▸ **DIRECTIONS FOR THIS TASK**
Look through the data below and show every line that includes "warning".

▸ **DATA RECORDS**
╔══

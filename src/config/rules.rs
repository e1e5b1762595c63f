//! Block definition records
//!
//! The definitions file maps a block name to a list of block configurations.
//! Each configuration names the action type it was exported as and the
//! variables that can be lifted out of that action.

use crate::error::{common, ErrorCode, ErrorExt, FlowError, Result};
use serde::{Deserialize, Serialize};
use serde_json::Value;
use std::path::Path;
use tracing::{debug, warn};

use super::jsonc::strip_comments;

/// Lifecycle status that makes a block configuration eligible
pub const COMPLETE_STATUS: &str = "complete";

/// One configuration entry of a block
#[derive(Debug, Clone, Default, PartialEq, Serialize, Deserialize)]
#[serde(rename_all = "camelCase")]
pub struct BlockConfig {
    #[serde(default)]
    pub status: Option<String>,
    #[serde(default)]
    pub exported_json_block_name: Option<String>,
    #[serde(default, deserialize_with = "skip_malformed_vars")]
    pub vars: Vec<VariableDefinition>,
}

/// Keep the well-formed variable records, warning about the rest
fn skip_malformed_vars<'de, D>(
    deserializer: D,
) -> std::result::Result<Vec<VariableDefinition>, D::Error>
where
    D: serde::Deserializer<'de>,
{
    let entries = Vec::<Value>::deserialize(deserializer)?;
    Ok(entries
        .into_iter()
        .enumerate()
        .filter_map(|(index, entry)| {
            serde_json::from_value(entry)
                .map_err(|e| warn!("Skipping malformed variable {}: {}", index, e))
                .ok()
        })
        .collect())
}

impl BlockConfig {
    /// Entries without a status predate the lifecycle field and are eligible
    pub fn is_complete(&self) -> bool {
        self.status
            .as_deref()
            .map_or(true, |status| status == COMPLETE_STATUS)
    }
}

/// A variable that can be lifted out of an exported action
#[derive(Debug, Clone, Default, PartialEq, Serialize, Deserialize)]
#[serde(rename_all = "camelCase")]
pub struct VariableDefinition {
    #[serde(default)]
    pub name: Option<String>,
    /// Path to the value inside the action
    #[serde(default)]
    pub actions_relative_path_value: Option<String>,
    /// Path to an object whose keys each instantiate the value path
    #[serde(default)]
    pub actions_relative_path_key: Option<String>,
    /// Metadata locations that mirror the value
    #[serde(default)]
    pub metadata_relative_path_key: Option<MetadataPathKey>,
}

#[derive(Debug, Clone, Default, PartialEq, Serialize, Deserialize)]
pub struct MetadataPathKey {
    #[serde(default)]
    pub used: bool,
    #[serde(default)]
    pub paths: Vec<String>,
}

/// All block definitions, in file order
#[derive(Debug, Clone, Default, PartialEq)]
pub struct BlockDefinitions {
    blocks: Vec<(String, Vec<BlockConfig>)>,
}

impl BlockDefinitions {
    /// Build from an already parsed document
    ///
    /// Blocks that are not lists are skipped with a warning, as is any
    /// malformed entry or variable record.
    pub fn from_value(root: Value) -> Result<Self> {
        let Value::Object(map) = root else {
            return Err(FlowError::config_with_code(
                ErrorCode::CONFIG_NOT_AN_OBJECT,
                "Block definitions must be a JSON object",
                None,
            ));
        };

        let mut blocks = Vec::with_capacity(map.len());
        for (block_name, entries) in map {
            let Value::Array(entries) = entries else {
                debug!("Skipping block '{}': not a list", block_name);
                continue;
            };

            let configs = entries
                .into_iter()
                .enumerate()
                .filter_map(|(index, entry)| {
                    serde_json::from_value::<BlockConfig>(entry)
                        .map_err(|e| {
                            warn!(
                                "Skipping malformed entry {} of block '{}': {}",
                                index, block_name, e
                            )
                        })
                        .ok()
                })
                .collect();
            blocks.push((block_name, configs));
        }

        Ok(Self { blocks })
    }

    /// Parse JSON-with-comments text
    pub fn parse(content: &str) -> Result<Self> {
        let root: Value = serde_json::from_str(&strip_comments(content)).map_err(|e| {
            FlowError::config_with_code(
                ErrorCode::CONFIG_INVALID_JSON,
                "Invalid block definitions",
                None,
            )
            .with_source(e)
        })?;
        Self::from_value(root)
    }

    /// Load and parse a definitions file
    pub async fn load(path: &Path) -> Result<Self> {
        if !path.exists() {
            return Err(common::config_not_found(path));
        }
        let content = tokio::fs::read_to_string(path)
            .await
            .to_config_error(format!("Failed to read {}", path.display()))?;
        Self::parse(&content).map_err(|e| e.with_path(path))
    }

    pub fn blocks(&self) -> impl Iterator<Item = (&str, &[BlockConfig])> {
        self.blocks
            .iter()
            .map(|(name, configs)| (name.as_str(), configs.as_slice()))
    }

    pub fn len(&self) -> usize {
        self.blocks.len()
    }

    pub fn is_empty(&self) -> bool {
        self.blocks.is_empty()
    }
}

#[cfg(test)]
mod tests {
    use super::*;
    use serde_json::json;

    #[test]
    fn test_parse_record_fields() {
        let defs = BlockDefinitions::parse(
            r#"{
  // prompt blocks
  "prompt": [
    {
      "status": "complete",
      "exportedJsonBlockName": "MessageParticipant",
      "vars": [
        {
          "name": "text",
          "actionsRelativePathValue": "Parameters.Text",
          "metadataRelativePathKey": { "used": true, "paths": ["text"] }
        }
      ]
    }
  ]
}"#,
        )
        .unwrap();

        let (name, configs) = defs.blocks().next().unwrap();
        assert_eq!(name, "prompt");
        assert_eq!(configs.len(), 1);
        let config = &configs[0];
        assert!(config.is_complete());
        assert_eq!(
            config.exported_json_block_name.as_deref(),
            Some("MessageParticipant")
        );
        let var = &config.vars[0];
        assert_eq!(var.name.as_deref(), Some("text"));
        assert_eq!(
            var.actions_relative_path_value.as_deref(),
            Some("Parameters.Text")
        );
        let meta = var.metadata_relative_path_key.as_ref().unwrap();
        assert!(meta.used);
        assert_eq!(meta.paths, vec!["text".to_string()]);
    }

    #[test]
    fn test_status_gate() {
        let mut config = BlockConfig::default();
        assert!(config.is_complete());
        config.status = Some("complete".to_string());
        assert!(config.is_complete());
        config.status = Some("in-progress".to_string());
        assert!(!config.is_complete());
    }

    #[test]
    fn test_malformed_entries_are_skipped() {
        let defs = BlockDefinitions::from_value(json!({
            "notAList": {"exportedJsonBlockName": "X"},
            "mixed": [
                "just a string",
                {"exportedJsonBlockName": "Y", "vars": []},
                {"exportedJsonBlockName": 5}
            ]
        }))
        .unwrap();

        let blocks: Vec<_> = defs.blocks().collect();
        assert_eq!(blocks.len(), 1);
        assert_eq!(blocks[0].0, "mixed");
        assert_eq!(blocks[0].1.len(), 1);
    }

    #[test]
    fn test_malformed_variable_keeps_its_siblings() {
        let defs = BlockDefinitions::from_value(json!({
            "prompt": [{
                "exportedJsonBlockName": "MessageParticipant",
                "vars": [
                    {"name": 5, "actionsRelativePathValue": "Parameters.Bad"},
                    {"name": "text", "actionsRelativePathValue": "Parameters.Text"},
                    "not a record"
                ]
            }]
        }))
        .unwrap();

        let (_, configs) = defs.blocks().next().unwrap();
        assert_eq!(configs.len(), 1);
        let vars = &configs[0].vars;
        assert_eq!(vars.len(), 1);
        assert_eq!(vars[0].name.as_deref(), Some("text"));
    }

    #[test]
    fn test_block_order_follows_file_order() {
        let defs = BlockDefinitions::parse(r#"{"zeta": [], "alpha": [], "mid": []}"#).unwrap();
        let names: Vec<_> = defs.blocks().map(|(name, _)| name).collect();
        assert_eq!(names, vec!["zeta", "alpha", "mid"]);
    }

    #[test]
    fn test_invalid_json_is_config_error() {
        let err = BlockDefinitions::parse("{ not json").unwrap_err();
        assert_eq!(err.code(), ErrorCode::CONFIG_INVALID_JSON);
        assert_eq!(err.exit_code(), 2);
    }

    #[test]
    fn test_non_object_root_is_config_error() {
        let err = BlockDefinitions::parse("[1, 2]").unwrap_err();
        assert_eq!(err.code(), ErrorCode::CONFIG_NOT_AN_OBJECT);
    }

    #[tokio::test]
    async fn test_load_missing_file() {
        let err = BlockDefinitions::load(Path::new("/definitely/not/here.jsonc"))
            .await
            .unwrap_err();
        assert_eq!(err.code(), ErrorCode::CONFIG_NOT_FOUND);
    }
}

╚══

▸ **ANSWER TO THIS EXERCISE**
/// Keep the well-formed variable records, warning about the rest
    /// Blocks that are not lists are skipped with a warning, as is any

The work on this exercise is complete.